* Description of the task
Below are the records; copy exactly the stretch from the line containing "resources as tables" through the line containing "the config's log_level)", both ends included, and nothing else.
[[ Supplied material open ]]
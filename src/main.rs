use anyhow::{Context, Result};
use clap::{Parser, Subcommand, ValueEnum};
use std::io;
use std::path::PathBuf;
use tracing_subscriber::fmt::writer::MakeWriterExt;
use ycsource::config::{FolderId, Token};
use ycsource::host::JsonLinesSink;
use ycsource::resource::{get_table, get_table_def, list_table, table_names};
use ycsource::{Caches, ConnectionConfig, QualMap, YcClient};

/// Query Yandex Cloud resources as tables
#[derive(Parser, Debug)]
#[command(name = "ycsource", version, about, long_about = None)]
struct Args {
    /// Connection config file (YAML)
    #[arg(short, long)]
    config: Option<PathBuf>,

    /// Static OAuth or IAM token
    #[arg(long)]
    token: Option<String>,

    /// Service account authorized key file
    #[arg(long)]
    key_file: Option<PathBuf>,

    /// Folder to list folder-scoped resources from
    #[arg(short, long)]
    folder_id: Option<String>,

    /// Log level for debugging (defaults to the config's log_level)
    #[arg(long, value_enum)]
    log_level: Option<LogLevelArg>,

    #[command(subcommand)]
    command: Command,
}

#[derive(Subcommand, Debug)]
enum Command {
    /// List available tables
    Tables,
    /// Stream every row of a table as JSON lines
    List {
        table: String,
        /// Column qualifier, e.g. `-q status=running` (repeatable)
        #[arg(short, long = "qual")]
        quals: Vec<String>,
    },
    /// Fetch a single row by id
    Get { table: String, id: String },
}

#[derive(Debug, Clone, Copy, ValueEnum)]
enum LogLevelArg {
    Error,
    Info,
    Debug,
}

impl From<LogLevelArg> for ycsource::LogLevel {
    fn from(level: LogLevelArg) -> Self {
        match level {
            LogLevelArg::Error => Self::Error,
            LogLevelArg::Info => Self::Info,
            LogLevelArg::Debug => Self::Debug,
        }
    }
}

fn setup_logging(level: ycsource::LogLevel) -> Option<tracing_appender::non_blocking::WorkerGuard> {
    let tracing_level = level.to_tracing_level();
    let log_path = get_log_path();

    if let Some(parent) = log_path.parent() {
        let _ = std::fs::create_dir_all(parent);
    }

    let file = match std::fs::OpenOptions::new()
        .create(true)
        .append(true)
        .open(&log_path)
    {
        Ok(file) => file,
        Err(e) => {
            eprintln!("Warning: cannot open log file {:?}: {}", log_path, e);
            return None;
        },
    };

    let (non_blocking, guard) = tracing_appender::non_blocking(file);

    tracing_subscriber::fmt()
        .with_max_level(tracing_level)
        .with_writer(non_blocking.with_max_level(tracing_level))
        .with_ansi(false)
        .with_target(true)
        .with_thread_ids(false)
        .with_file(true)
        .with_line_number(true)
        .init();

    tracing::info!("ycsource started with log level: {:?}", level);
    tracing::info!("Log file: {:?}", log_path);

    Some(guard)
}

fn get_log_path() -> PathBuf {
    if let Some(config_dir) = dirs::config_dir() {
        return config_dir.join("ycsource").join("ycsource.log");
    }
    if let Some(home) = dirs::home_dir() {
        return home.join(".ycsource").join("ycsource.log");
    }
    PathBuf::from("ycsource.log")
}

fn load_config(args: &Args) -> Result<ConnectionConfig> {
    let mut config = match args.config {
        Some(ref path) => ConnectionConfig::load(path)?,
        None => ConnectionConfig::load_default()?,
    };

    if let Some(ref token) = args.token {
        config.token = Some(Token::from(token.as_str()));
        config.service_account_key_file = None;
    }
    if let Some(ref key_file) = args.key_file {
        config.service_account_key_file = Some(key_file.clone());
        config.token = None;
    }
    if let Some(ref folder_id) = args.folder_id {
        config.folder_id = Some(FolderId::from(folder_id.as_str()));
    }
    if let Some(level) = args.log_level {
        config.log_level = Some(level.into());
    }

    Ok(config)
}

#[tokio::main]
async fn main() -> Result<()> {
    let args = Args::parse();

    let config = load_config(&args).context("Failed to load connection config")?;
    let _log_guard = setup_logging(config.log_level());

    if let Command::Tables = args.command {
        for name in table_names() {
            let description = get_table_def(name)
                .map(|t| t.description.as_str())
                .unwrap_or_default();
            println!("{:<45} {}", name, description);
        }
        return Ok(());
    }

    let caches = Caches::new();
    let client = YcClient::new(config, &caches).context("Invalid connection config")?;

    match args.command {
        Command::List { ref table, ref quals } => {
            let def = get_table_def(table).with_context(|| format!("Unknown table: {}", table))?;
            let mut qual_map = QualMap::new();
            for pair in quals {
                qual_map.insert_pair(def, pair)?;
            }

            let mut sink = JsonLinesSink::new(io::stdout());
            list_table(&client, table, &qual_map, &mut sink)
                .await
                .with_context(|| format!("Failed to list {}", table))?;
            tracing::info!("{} row(s) written", sink.rows());
        },
        Command::Get { ref table, ref id } => {
            let def = get_table_def(table).with_context(|| format!("Unknown table: {}", table))?;
            let quals = QualMap::new().with_string(&def.id_column, id);

            let row = get_table(&client, table, &quals)
                .await
                .with_context(|| format!("Failed to get {} from {}", id, table))?;
            match row {
                Some(row) => println!("{}", serde_json::Value::Object(row)),
                None => eprintln!("No {} given for {}", def.id_column, table),
            }
        },
        Command::Tables => {},
    }

    Ok(())
}
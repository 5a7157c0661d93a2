//! Resource Fetcher
//!
//! One generic list/get engine for every resource type: builds the request
//! URL from the type's endpoint metadata, unwraps the response envelope and
//! drives the page-cursor loop.

use super::model::{Resource, Scope};
use super::registry::{ColumnDef, Transform};
use crate::error::{Error, Result};
use crate::host::Row;
use crate::yc::client::YcClient;
use futures::stream::{self, Stream};
use serde_json::Value;
use std::future::Future;

/// Opaque continuation cursor; empty means no more pages
#[derive(Debug, Clone, Default, PartialEq, Eq)]
pub struct PageToken(String);

impl PageToken {
    pub fn new(token: impl Into<String>) -> Self {
        Self(token.into())
    }

    pub fn as_str(&self) -> &str {
        &self.0
    }

    pub fn is_end(&self) -> bool {
        self.0.is_empty()
    }
}

/// One decoded page
#[derive(Debug, Clone)]
pub struct Page<R> {
    pub items: Vec<R>,
    pub next_page_token: PageToken,
}

/// Parameters of a single list call
#[derive(Debug, Clone, Default)]
pub struct ListQuery {
    pub folder_id: Option<String>,
    pub filter: Option<String>,
    /// Extra query parameters, e.g. `zoneId`
    pub params: Vec<(String, String)>,
    pub page_token: PageToken,
    pub page_size: u32,
}

impl ListQuery {
    fn with_page_token(&self, page_token: PageToken) -> Self {
        Self {
            page_token,
            ..self.clone()
        }
    }
}

/// Fetch one page of a collection
pub async fn list_page<R: Resource>(client: &YcClient, query: &ListQuery) -> Result<Page<R>> {
    let mut url = R::API.url(R::COLLECTION, None)?;
    {
        let mut pairs = url.query_pairs_mut();
        if R::SCOPE == Scope::Folder {
            if let Some(ref folder_id) = query.folder_id {
                pairs.append_pair("folderId", folder_id);
            }
            if let Some(ref filter) = query.filter {
                pairs.append_pair("filter", filter);
            }
        }
        for (key, value) in &query.params {
            pairs.append_pair(key, value);
        }
        if !query.page_token.is_end() {
            pairs.append_pair("pageToken", query.page_token.as_str());
        }
        if query.page_size > 0 {
            pairs.append_pair("pageSize", &query.page_size.to_string());
        }
    }

    let url_str = url.to_string();
    let mut response = client.get_json(url).await?;

    let items = match response.get_mut(R::LIST_KEY).map(Value::take) {
        Some(Value::Null) | None => Vec::new(),
        Some(list) => serde_json::from_value(list).map_err(|source| Error::Decode {
            url: url_str.clone(),
            source,
        })?,
    };

    let next_page_token = response
        .get("nextPageToken")
        .and_then(|v| v.as_str())
        .map(PageToken::new)
        .unwrap_or_default();

    tracing::debug!(
        "{} {}: {} item(s), more={}",
        R::COLLECTION,
        url_str,
        items.len(),
        !next_page_token.is_end()
    );

    Ok(Page {
        items,
        next_page_token,
    })
}

/// Fetch one item by id
///
/// `None` without a request when no id is supplied. A missing item is an
/// error like any other 4xx (`Error::Status` with status 404).
pub async fn get_item<R: Resource>(client: &YcClient, id: Option<&str>) -> Result<Option<R>> {
    let Some(id) = id.filter(|id| !id.is_empty()) else {
        return Ok(None);
    };

    let mut url = R::API.url(R::COLLECTION, Some(id))?;
    if !R::GET_PARAMS.is_empty() {
        url.query_pairs_mut().extend_pairs(R::GET_PARAMS.iter().copied());
    }

    let url_str = url.to_string();
    let mut body = client.get_json(url).await?;

    // Accept both `{"<item>": {...}}` and the bare object
    let wrapped = body
        .get_mut(R::ITEM_KEY)
        .filter(|inner| inner.is_object())
        .map(Value::take);
    let item = wrapped.unwrap_or(body);

    serde_json::from_value(item)
        .map(Some)
        .map_err(|source| Error::Decode {
            url: url_str,
            source,
        })
}

/// Stream pages until the cursor runs out
///
/// `fetch` is called once per page with the previous page's cursor (empty
/// on the first call).
pub fn pages<T, F, Fut>(fetch: F) -> impl Stream<Item = Result<Page<T>>>
where
    F: FnMut(PageToken) -> Fut,
    Fut: Future<Output = Result<Page<T>>>,
{
    stream::try_unfold(
        (fetch, Some(PageToken::default())),
        |(mut fetch, token)| async move {
            let Some(token) = token else {
                return Ok(None);
            };
            let page = fetch(token).await?;
            let next = if page.next_page_token.is_end() {
                None
            } else {
                Some(page.next_page_token.clone())
            };
            Ok::<_, Error>(Some((page, (fetch, next))))
        },
    )
}

/// Stream every page of a collection
pub fn list_pages<'a, R: Resource>(
    client: &'a YcClient,
    query: ListQuery,
) -> impl Stream<Item = Result<Page<R>>> + 'a {
    pages(move |token| {
        let query = query.with_page_token(token);
        async move { list_page::<R>(client, &query).await }
    })
}

/// Map an item onto a row using column definitions
pub fn to_row(columns: &[ColumnDef], item: &Value) -> Row {
    let mut row = Row::new();
    for column in columns {
        let value = extract_json_value(item, &column.field)
            .cloned()
            .unwrap_or(Value::Null);
        let value = match (column.transform, value) {
            (Some(Transform::Date), Value::String(s)) => {
                format_date(&s).map(Value::String).unwrap_or(Value::Null)
            },
            (_, value) => value,
        };
        row.insert(column.name.clone(), value);
    }
    row
}

/// Date part of an ISO-8601 timestamp
///
/// Empty input has no value; anything shorter than a date passes through.
pub fn format_date(timestamp: &str) -> Option<String> {
    if timestamp.is_empty() {
        return None;
    }
    // RFC3339 format: 2023-01-15T10:30:00.000Z
    match timestamp.get(..10) {
        Some(date) => Some(date.to_string()),
        None => Some(timestamp.to_string()),
    }
}

/// Extract a value from JSON using a dot-notation path
pub fn extract_json_value<'a>(item: &'a Value, path: &str) -> Option<&'a Value> {
    let mut current = item;

    for part in path.split('.') {
        // Handle array index
        current = match part.parse::<usize>() {
            Ok(idx) if current.is_array() => current.get(idx)?,
            _ => current.get(part)?,
        };
    }

    Some(current)
}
[[ Supplied material closed ]]
* Task answer
/// Query Yandex Cloud resources as tables
#[derive(Parser, Debug)]
#[command(name = "ycsource", version, about, long_about = None)]
struct Args {
    /// Connection config file (YAML)
    #[arg(short, long)]
    config: Option<PathBuf>,

    /// Static OAuth or IAM token
    #[arg(long)]
    token: Option<String>,

    /// Service account authorized key file
    #[arg(long)]
    key_file: Option<PathBuf>,

    /// Folder to list folder-scoped resources from
    #[arg(short, long)]
    folder_id: Option<String>,

    /// Log level for debugging (defaults to the config's log_level)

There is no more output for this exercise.